Below are some entries. Copy each line that holds the string "prompted".

Information provided START

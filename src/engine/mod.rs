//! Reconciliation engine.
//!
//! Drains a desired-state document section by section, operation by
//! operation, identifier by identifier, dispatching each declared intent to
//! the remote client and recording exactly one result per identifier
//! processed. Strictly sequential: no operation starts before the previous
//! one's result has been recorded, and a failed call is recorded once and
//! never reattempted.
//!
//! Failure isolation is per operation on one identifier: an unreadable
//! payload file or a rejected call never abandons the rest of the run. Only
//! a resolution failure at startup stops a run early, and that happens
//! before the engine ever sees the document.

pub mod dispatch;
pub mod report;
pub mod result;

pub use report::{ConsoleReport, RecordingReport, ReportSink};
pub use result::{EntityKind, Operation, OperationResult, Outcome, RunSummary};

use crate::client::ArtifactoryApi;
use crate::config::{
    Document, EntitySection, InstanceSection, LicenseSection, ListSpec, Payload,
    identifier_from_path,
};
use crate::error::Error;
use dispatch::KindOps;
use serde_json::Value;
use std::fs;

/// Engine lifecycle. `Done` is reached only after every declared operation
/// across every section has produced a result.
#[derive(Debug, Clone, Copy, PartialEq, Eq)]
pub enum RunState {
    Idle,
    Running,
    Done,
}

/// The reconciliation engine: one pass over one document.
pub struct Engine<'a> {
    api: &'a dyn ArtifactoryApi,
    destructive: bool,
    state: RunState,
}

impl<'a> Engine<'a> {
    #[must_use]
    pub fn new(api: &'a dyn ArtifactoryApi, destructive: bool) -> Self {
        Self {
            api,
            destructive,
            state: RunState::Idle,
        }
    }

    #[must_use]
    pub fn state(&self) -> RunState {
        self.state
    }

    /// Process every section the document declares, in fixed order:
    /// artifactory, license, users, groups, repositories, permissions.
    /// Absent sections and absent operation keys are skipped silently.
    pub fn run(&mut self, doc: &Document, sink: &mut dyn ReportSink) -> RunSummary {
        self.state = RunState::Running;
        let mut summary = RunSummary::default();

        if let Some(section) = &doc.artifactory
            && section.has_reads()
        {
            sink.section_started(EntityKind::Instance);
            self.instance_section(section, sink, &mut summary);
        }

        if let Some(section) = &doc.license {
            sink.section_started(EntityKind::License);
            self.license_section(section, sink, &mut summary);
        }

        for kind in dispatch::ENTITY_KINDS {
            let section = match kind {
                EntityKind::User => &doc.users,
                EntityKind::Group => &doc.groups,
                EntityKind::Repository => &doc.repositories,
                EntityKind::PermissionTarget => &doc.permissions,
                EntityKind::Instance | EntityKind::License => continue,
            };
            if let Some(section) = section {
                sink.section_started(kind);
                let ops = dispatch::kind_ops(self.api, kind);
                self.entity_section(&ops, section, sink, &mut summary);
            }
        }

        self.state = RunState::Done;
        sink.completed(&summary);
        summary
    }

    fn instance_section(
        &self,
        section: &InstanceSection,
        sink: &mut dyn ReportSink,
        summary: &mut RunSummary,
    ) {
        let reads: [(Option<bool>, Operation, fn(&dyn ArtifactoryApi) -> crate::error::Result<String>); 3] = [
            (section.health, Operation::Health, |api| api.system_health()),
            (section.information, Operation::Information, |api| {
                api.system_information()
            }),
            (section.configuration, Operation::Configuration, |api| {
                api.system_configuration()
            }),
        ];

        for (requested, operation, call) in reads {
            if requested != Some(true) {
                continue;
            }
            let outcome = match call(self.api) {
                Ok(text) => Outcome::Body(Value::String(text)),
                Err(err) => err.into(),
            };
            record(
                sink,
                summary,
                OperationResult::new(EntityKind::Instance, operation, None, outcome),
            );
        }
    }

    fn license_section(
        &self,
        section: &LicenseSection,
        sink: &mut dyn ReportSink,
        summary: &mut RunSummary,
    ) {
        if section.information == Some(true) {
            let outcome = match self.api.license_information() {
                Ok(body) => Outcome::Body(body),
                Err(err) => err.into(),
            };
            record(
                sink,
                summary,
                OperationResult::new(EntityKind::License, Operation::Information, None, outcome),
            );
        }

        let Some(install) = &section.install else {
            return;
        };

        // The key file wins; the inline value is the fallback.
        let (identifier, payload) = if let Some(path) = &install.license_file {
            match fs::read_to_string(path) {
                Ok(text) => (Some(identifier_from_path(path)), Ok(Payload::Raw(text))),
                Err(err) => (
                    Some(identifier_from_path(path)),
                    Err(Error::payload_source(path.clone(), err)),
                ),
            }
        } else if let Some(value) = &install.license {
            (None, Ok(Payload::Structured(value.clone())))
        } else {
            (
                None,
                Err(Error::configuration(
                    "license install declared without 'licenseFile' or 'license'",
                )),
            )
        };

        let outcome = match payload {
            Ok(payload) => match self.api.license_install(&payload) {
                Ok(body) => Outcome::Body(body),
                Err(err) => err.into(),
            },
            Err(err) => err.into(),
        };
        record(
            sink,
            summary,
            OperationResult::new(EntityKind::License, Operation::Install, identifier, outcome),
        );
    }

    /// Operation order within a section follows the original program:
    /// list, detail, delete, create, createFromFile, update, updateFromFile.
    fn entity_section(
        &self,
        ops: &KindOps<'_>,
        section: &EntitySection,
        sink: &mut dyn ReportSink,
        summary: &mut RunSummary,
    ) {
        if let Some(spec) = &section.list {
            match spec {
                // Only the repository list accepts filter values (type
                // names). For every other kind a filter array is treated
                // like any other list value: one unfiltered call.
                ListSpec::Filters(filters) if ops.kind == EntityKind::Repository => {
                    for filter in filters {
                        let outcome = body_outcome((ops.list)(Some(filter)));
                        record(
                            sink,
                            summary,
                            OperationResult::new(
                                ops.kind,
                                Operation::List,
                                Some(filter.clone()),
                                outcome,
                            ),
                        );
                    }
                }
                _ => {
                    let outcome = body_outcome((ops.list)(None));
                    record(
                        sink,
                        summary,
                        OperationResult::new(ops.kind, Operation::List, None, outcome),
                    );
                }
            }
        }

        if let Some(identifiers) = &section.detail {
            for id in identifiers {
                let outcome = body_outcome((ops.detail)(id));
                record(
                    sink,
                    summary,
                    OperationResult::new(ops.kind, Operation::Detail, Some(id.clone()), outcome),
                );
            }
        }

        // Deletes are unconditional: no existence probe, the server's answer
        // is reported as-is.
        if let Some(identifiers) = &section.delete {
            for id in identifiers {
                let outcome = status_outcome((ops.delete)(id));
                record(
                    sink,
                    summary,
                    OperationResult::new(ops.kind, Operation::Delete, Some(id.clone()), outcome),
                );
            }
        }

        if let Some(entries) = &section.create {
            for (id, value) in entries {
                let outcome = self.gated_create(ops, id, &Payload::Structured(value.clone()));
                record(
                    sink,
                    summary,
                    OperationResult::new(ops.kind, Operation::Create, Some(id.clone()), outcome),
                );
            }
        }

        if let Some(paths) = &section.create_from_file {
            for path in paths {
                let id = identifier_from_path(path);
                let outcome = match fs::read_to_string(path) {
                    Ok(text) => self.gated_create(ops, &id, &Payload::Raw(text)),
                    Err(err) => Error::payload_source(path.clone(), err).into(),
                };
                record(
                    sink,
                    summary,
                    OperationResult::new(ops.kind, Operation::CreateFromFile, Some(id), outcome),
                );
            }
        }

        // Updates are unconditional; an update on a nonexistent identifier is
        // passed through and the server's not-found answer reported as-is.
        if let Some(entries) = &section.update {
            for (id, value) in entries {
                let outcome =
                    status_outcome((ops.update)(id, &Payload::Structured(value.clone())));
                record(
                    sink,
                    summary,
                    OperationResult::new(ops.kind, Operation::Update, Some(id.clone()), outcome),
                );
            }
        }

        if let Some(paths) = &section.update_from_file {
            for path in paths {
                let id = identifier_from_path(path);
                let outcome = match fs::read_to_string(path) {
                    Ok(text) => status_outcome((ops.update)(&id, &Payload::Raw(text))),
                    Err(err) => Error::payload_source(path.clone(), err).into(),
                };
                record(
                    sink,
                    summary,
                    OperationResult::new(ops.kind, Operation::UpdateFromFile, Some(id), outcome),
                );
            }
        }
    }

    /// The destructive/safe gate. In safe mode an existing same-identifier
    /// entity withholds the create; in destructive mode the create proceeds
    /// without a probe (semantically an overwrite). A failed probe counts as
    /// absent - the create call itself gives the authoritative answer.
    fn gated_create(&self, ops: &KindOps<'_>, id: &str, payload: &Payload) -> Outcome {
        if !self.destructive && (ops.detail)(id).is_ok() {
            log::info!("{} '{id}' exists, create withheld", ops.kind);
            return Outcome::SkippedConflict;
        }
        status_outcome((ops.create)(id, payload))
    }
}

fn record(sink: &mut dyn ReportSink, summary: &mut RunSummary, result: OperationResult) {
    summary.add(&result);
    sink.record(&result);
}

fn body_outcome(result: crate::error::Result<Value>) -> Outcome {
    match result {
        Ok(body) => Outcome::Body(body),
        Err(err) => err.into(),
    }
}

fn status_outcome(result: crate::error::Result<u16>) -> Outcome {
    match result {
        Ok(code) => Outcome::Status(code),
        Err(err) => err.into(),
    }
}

Information provided END
Information provided START

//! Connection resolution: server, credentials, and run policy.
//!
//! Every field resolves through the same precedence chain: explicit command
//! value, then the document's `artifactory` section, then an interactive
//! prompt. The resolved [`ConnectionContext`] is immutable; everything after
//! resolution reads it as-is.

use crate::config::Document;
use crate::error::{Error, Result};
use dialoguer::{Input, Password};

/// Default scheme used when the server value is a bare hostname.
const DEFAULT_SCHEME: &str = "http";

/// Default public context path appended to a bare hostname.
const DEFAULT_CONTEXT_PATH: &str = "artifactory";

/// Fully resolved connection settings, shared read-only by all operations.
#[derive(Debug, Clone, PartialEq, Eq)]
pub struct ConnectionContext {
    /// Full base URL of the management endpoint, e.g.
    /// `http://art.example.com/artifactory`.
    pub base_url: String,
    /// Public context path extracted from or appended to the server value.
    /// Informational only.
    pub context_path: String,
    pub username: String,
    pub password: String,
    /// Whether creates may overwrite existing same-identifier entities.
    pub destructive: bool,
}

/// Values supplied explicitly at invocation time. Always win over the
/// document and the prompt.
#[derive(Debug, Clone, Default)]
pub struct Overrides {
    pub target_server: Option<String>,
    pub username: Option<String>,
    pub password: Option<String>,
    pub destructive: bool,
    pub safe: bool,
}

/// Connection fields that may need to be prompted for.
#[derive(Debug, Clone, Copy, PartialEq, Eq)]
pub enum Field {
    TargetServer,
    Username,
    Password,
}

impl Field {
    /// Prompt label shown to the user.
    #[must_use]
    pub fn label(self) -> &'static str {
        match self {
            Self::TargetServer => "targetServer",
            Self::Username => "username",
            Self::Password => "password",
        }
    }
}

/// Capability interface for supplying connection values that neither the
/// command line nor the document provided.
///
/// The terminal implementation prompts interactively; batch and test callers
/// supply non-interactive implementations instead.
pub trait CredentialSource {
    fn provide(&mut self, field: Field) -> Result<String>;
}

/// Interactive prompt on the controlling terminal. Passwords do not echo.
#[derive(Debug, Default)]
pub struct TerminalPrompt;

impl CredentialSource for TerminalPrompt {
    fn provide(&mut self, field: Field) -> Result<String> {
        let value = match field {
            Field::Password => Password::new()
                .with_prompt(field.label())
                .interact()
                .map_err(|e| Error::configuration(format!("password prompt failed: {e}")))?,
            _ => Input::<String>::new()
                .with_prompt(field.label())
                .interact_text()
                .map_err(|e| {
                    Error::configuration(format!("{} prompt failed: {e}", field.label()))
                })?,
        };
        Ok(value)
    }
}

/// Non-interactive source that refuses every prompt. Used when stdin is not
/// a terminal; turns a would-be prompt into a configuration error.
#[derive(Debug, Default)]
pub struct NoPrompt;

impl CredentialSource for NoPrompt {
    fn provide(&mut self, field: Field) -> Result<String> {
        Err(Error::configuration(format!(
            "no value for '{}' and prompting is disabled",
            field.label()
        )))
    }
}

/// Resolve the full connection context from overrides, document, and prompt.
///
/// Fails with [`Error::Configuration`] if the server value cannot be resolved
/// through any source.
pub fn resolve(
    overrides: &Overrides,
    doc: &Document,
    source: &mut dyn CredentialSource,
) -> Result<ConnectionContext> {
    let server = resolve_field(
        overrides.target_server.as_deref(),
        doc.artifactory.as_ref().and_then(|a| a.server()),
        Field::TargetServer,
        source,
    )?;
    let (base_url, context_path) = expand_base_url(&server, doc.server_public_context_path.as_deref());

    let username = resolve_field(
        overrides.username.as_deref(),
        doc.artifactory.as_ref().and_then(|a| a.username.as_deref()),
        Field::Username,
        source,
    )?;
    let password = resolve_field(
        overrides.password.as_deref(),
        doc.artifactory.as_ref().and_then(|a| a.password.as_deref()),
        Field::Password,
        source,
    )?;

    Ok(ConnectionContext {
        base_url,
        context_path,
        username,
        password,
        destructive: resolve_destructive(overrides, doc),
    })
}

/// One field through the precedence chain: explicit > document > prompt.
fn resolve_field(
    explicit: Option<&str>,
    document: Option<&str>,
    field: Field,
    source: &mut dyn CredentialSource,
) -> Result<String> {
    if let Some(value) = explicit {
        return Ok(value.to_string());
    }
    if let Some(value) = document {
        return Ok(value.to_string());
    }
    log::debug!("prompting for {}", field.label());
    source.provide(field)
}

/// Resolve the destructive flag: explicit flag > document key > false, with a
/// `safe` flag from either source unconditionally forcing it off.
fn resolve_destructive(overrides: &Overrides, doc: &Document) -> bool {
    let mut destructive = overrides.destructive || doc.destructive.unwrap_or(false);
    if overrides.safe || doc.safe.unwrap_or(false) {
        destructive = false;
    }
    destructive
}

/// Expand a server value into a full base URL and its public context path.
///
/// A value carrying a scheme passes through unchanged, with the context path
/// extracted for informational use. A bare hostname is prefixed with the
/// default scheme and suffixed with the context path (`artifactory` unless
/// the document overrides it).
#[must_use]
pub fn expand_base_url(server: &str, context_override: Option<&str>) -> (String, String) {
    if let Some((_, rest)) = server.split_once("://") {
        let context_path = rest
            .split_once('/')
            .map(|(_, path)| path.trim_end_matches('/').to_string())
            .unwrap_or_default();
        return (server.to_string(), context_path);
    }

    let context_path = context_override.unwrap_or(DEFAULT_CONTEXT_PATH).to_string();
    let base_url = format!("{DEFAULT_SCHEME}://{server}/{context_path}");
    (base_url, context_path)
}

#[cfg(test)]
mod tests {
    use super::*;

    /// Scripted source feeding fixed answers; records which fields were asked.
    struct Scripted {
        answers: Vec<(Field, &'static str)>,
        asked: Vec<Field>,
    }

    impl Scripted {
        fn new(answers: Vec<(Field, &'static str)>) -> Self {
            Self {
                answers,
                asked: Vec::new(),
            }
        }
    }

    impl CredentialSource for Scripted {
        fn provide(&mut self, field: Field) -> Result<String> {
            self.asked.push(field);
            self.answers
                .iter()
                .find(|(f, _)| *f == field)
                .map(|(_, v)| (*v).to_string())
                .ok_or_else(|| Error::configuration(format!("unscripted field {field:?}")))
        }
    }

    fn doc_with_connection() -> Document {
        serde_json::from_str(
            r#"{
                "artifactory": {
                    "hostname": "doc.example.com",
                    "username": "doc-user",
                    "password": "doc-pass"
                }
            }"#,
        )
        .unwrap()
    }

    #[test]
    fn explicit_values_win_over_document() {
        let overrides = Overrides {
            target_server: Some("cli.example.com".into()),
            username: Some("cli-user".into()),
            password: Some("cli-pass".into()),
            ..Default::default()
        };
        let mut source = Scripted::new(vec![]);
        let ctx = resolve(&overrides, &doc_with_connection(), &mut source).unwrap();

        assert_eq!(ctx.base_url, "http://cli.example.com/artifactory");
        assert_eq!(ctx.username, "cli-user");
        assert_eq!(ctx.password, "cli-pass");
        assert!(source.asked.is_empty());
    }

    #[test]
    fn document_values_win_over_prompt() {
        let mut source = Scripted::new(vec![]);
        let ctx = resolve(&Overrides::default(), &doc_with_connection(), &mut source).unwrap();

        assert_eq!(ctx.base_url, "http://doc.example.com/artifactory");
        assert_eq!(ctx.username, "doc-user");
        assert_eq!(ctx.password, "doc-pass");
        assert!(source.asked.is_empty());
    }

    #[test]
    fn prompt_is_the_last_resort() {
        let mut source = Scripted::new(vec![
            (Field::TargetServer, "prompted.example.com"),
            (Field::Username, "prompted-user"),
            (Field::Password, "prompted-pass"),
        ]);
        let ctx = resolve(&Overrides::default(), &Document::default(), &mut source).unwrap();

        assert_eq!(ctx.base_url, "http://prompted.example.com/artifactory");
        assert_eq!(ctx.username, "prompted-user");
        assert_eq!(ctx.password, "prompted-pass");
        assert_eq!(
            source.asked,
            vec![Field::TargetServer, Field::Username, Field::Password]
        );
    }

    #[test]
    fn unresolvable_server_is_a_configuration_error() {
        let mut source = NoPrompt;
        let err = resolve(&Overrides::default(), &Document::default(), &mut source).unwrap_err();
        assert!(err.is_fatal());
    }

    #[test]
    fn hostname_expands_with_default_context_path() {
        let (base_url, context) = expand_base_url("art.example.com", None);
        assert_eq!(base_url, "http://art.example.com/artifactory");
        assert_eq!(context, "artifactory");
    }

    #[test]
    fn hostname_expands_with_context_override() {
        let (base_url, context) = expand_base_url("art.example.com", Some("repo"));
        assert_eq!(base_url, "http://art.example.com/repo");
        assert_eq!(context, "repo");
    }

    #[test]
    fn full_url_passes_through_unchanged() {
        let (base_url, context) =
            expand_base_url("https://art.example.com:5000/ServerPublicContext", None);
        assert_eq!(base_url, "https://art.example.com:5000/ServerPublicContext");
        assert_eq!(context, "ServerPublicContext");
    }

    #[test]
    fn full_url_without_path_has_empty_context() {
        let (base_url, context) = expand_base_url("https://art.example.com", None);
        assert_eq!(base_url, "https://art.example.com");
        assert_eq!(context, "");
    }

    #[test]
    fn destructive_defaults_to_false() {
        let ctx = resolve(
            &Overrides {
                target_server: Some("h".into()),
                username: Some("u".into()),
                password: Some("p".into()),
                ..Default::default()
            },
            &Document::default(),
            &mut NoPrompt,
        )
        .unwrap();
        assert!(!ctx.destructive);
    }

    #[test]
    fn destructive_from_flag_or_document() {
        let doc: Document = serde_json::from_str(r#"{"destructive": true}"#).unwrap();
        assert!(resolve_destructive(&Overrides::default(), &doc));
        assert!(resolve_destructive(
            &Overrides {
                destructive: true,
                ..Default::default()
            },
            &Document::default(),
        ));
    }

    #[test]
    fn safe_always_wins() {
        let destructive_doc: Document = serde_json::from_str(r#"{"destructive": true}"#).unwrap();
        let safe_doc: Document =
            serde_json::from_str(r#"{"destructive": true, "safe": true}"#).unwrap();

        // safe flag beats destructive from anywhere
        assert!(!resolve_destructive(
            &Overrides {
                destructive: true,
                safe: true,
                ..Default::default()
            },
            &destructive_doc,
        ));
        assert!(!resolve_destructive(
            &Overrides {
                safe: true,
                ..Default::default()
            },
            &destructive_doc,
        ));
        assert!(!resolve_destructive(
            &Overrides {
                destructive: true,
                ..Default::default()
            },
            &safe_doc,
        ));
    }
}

Information provided END

→ **Answer**:
/// Connection fields that may need to be prompted for.
            (Field::TargetServer, "prompted.example.com"),
            (Field::Username, "prompted-user"),
            (Field::Password, "prompted-pass"),
        assert_eq!(ctx.base_url, "http://prompted.example.com/artifactory");
        assert_eq!(ctx.username, "prompted-user");
        assert_eq!(ctx.password, "prompted-pass");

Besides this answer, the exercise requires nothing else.